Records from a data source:
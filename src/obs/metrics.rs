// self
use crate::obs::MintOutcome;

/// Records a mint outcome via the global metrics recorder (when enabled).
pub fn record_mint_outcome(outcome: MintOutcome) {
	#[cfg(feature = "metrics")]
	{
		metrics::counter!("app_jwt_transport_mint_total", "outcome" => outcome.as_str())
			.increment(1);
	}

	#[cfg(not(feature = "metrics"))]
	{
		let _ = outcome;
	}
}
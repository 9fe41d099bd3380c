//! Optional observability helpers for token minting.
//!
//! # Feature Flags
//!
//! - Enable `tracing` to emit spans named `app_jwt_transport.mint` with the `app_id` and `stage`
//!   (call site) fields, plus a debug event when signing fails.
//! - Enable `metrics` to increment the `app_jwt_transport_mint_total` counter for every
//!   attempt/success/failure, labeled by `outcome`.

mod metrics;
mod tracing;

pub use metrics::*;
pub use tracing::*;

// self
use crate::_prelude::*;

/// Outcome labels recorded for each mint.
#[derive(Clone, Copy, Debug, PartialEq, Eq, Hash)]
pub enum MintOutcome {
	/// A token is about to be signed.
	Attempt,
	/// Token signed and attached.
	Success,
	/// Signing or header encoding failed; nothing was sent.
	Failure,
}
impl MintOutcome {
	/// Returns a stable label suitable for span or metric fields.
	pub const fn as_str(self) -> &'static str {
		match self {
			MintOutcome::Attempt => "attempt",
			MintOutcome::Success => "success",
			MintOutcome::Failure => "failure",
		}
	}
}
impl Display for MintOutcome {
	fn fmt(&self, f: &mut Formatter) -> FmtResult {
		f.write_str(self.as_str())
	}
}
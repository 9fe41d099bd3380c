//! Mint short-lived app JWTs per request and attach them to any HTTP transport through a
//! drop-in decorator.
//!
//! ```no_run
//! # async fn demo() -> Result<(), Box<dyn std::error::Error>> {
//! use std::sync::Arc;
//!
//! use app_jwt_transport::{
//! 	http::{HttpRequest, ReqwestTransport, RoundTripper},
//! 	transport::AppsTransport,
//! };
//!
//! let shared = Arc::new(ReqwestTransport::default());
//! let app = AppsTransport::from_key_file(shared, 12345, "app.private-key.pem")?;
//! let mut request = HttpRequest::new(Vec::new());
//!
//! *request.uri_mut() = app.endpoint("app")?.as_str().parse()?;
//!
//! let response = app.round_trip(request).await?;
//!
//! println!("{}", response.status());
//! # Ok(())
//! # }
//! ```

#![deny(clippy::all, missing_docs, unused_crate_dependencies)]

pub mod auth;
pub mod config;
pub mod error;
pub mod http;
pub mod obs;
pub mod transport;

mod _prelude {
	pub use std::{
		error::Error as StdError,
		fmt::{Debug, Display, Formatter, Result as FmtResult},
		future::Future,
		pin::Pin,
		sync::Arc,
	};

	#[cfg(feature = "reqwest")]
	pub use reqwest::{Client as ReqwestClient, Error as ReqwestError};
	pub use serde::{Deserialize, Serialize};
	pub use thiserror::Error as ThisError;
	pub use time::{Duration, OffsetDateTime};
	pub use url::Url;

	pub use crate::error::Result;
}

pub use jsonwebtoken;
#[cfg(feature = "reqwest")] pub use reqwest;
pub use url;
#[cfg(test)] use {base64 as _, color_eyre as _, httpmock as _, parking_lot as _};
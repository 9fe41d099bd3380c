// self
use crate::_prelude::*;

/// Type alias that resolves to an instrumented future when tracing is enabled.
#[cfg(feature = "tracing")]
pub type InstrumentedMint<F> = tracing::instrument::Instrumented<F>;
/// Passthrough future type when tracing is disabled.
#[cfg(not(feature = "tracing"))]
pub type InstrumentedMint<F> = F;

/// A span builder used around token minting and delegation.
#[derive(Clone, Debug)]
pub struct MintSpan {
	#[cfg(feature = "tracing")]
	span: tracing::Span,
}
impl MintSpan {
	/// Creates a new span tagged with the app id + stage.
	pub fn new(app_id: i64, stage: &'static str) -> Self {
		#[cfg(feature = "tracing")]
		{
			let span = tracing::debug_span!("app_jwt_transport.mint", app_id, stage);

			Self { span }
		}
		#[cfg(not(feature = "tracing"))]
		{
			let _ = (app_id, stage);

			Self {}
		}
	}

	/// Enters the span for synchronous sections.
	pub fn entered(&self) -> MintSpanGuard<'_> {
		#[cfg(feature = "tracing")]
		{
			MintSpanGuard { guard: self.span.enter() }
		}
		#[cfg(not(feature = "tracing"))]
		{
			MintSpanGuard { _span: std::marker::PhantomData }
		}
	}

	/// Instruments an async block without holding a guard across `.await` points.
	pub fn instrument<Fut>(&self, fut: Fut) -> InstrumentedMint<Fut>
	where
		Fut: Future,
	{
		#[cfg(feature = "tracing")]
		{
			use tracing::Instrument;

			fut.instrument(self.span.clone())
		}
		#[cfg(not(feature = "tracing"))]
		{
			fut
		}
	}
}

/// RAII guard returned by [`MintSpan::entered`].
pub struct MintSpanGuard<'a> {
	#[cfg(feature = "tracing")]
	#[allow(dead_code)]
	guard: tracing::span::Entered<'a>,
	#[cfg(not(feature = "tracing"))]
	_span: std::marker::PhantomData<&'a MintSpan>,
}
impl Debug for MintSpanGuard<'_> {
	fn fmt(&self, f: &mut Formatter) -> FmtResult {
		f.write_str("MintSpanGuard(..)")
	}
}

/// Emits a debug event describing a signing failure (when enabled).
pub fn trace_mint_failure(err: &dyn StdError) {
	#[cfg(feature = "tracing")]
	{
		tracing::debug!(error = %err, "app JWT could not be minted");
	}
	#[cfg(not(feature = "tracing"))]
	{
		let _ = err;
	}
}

Task: What is needed is an exact copy of all the records.

Your response:
filename src/obs/metrics.rs
// self
use crate::obs::MintOutcome;

/// Records a mint outcome via the global metrics recorder (when enabled).
pub fn record_mint_outcome(outcome: MintOutcome) {
	#[cfg(feature = "metrics")]
	{
		metrics::counter!("app_jwt_transport_mint_total", "outcome" => outcome.as_str())
			.increment(1);
	}

	#[cfg(not(feature = "metrics"))]
	{
		let _ = outcome;
	}
}
repository 9fe41d099bd3380c
//! Optional observability helpers for token minting.
//!
//! # Feature Flags
//!
//! - Enable `tracing` to emit spans named `app_jwt_transport.mint` with the `app_id` and `stage`
//!   (call site) fields, plus a debug event when signing fails.
//! - Enable `metrics` to increment the `app_jwt_transport_mint_total` counter for every
//!   attempt/success/failure, labeled by `outcome`.

mod metrics;
mod tracing;

pub use metrics::*;
pub use tracing::*;

// self
use crate::_prelude::*;

/// Outcome labels recorded for each mint.
#[derive(Clone, Copy, Debug, PartialEq, Eq, Hash)]
pub enum MintOutcome {
	/// A token is about to be signed.
	Attempt,
	/// Token signed and attached.
	Success,
	/// Signing or header encoding failed; nothing was sent.
	Failure,
}
impl MintOutcome {
	/// Returns a stable label suitable for span or metric fields.
	pub const fn as_str(self) -> &'static str {
		match self {
			MintOutcome::Attempt => "attempt",
			MintOutcome::Success => "success",
			MintOutcome::Failure => "failure",
		}
	}
}
impl Display for MintOutcome {
	fn fmt(&self, f: &mut Formatter) -> FmtResult {
		f.write_str(self.as_str())
	}
}
repository 9fe41d099bd3380c
//! Mint short-lived app JWTs per request and attach them to any HTTP transport through a
//! drop-in decorator.
//!
//! ```no_run
//! # async fn demo() -> Result<(), Box<dyn std::error::Error>> {
//! use std::sync::Arc;
//!
//! use app_jwt_transport::{
//! 	http::{HttpRequest, ReqwestTransport, RoundTripper},
//! 	transport::AppsTransport,
//! };
//!
//! let shared = Arc::new(ReqwestTransport::default());
//! let app = AppsTransport::from_key_file(shared, 12345, "app.private-key.pem")?;
//! let mut request = HttpRequest::new(Vec::new());
//!
//! *request.uri_mut() = app.endpoint("app")?.as_str().parse()?;
//!
//! let response = app.round_trip(request).await?;
//!
//! println!("{}", response.status());
//! # Ok(())
//! # }
//! ```

#![deny(clippy::all, missing_docs, unused_crate_dependencies)]

pub mod auth;
pub mod config;
pub mod error;
pub mod http;
pub mod obs;
pub mod transport;

mod _prelude {
	pub use std::{
		error::Error as StdError,
		fmt::{Debug, Display, Formatter, Result as FmtResult},
		future::Future,
		pin::Pin,
		sync::Arc,
	};

	#[cfg(feature = "reqwest")]
	pub use reqwest::{Client as ReqwestClient, Error as ReqwestError};
	pub use serde::{Deserialize, Serialize};
	pub use thiserror::Error as ThisError;
	pub use time::{Duration, OffsetDateTime};
	pub use url::Url;

	pub use crate::error::Result;
}

pub use jsonwebtoken;
#[cfg(feature = "reqwest")] pub use reqwest;
pub use url;
#[cfg(test)] use {base64 as _, color_eyre as _, httpmock as _, parking_lot as _};
repository 9fe41d099bd3380c
// self
use crate::_prelude::*;

/// Type alias that resolves to an instrumented future when tracing is enabled.
#[cfg(feature = "tracing")]
pub type InstrumentedMint<F> = tracing::instrument::Instrumented<F>;
/// Passthrough future type when tracing is disabled.
#[cfg(not(feature = "tracing"))]
pub type InstrumentedMint<F> = F;

/// A span builder used around token minting and delegation.
#[derive(Clone, Debug)]
pub struct MintSpan {
	#[cfg(feature = "tracing")]
	span: tracing::Span,
}
impl MintSpan {
	/// Creates a new span tagged with the app id + stage.
	pub fn new(app_id: i64, stage: &'static str) -> Self {
		#[cfg(feature = "tracing")]
		{
			let span = tracing::debug_span!("app_jwt_transport.mint", app_id, stage);

			Self { span }
		}
		#[cfg(not(feature = "tracing"))]
		{
			let _ = (app_id, stage);

			Self {}
		}
	}

	/// Enters the span for synchronous sections.
	pub fn entered(&self) -> MintSpanGuard<'_> {
		#[cfg(feature = "tracing")]
		{
			MintSpanGuard { guard: self.span.enter() }
		}
		#[cfg(not(feature = "tracing"))]
		{
			MintSpanGuard { _span: std::marker::PhantomData }
		}
	}

	/// Instruments an async block without holding a guard across `.await` points.
	pub fn instrument<Fut>(&self, fut: Fut) -> InstrumentedMint<Fut>
	where
		Fut: Future,
	{
		#[cfg(feature = "tracing")]
		{
			use tracing::Instrument;

			fut.instrument(self.span.clone())
		}
		#[cfg(not(feature = "tracing"))]
		{
			fut
		}
	}
}

/// RAII guard returned by [`MintSpan::entered`].
pub struct MintSpanGuard<'a> {
	#[cfg(feature = "tracing")]
	#[allow(dead_code)]
	guard: tracing::span::Entered<'a>,
	#[cfg(not(feature = "tracing"))]
	_span: std::marker::PhantomData<&'a MintSpan>,
}
impl Debug for MintSpanGuard<'_> {
	fn fmt(&self, f: &mut Formatter) -> FmtResult {
		f.write_str("MintSpanGuard(..)")
	}
}

/// Emits a debug event describing a signing failure (when enabled).
pub fn trace_mint_failure(err: &dyn StdError) {
	#[cfg(feature = "tracing")]
	{
		tracing::debug!(error = %err, "app JWT could not be minted");
	}
	#[cfg(not(feature = "tracing"))]
	{
		let _ = err;
	}
}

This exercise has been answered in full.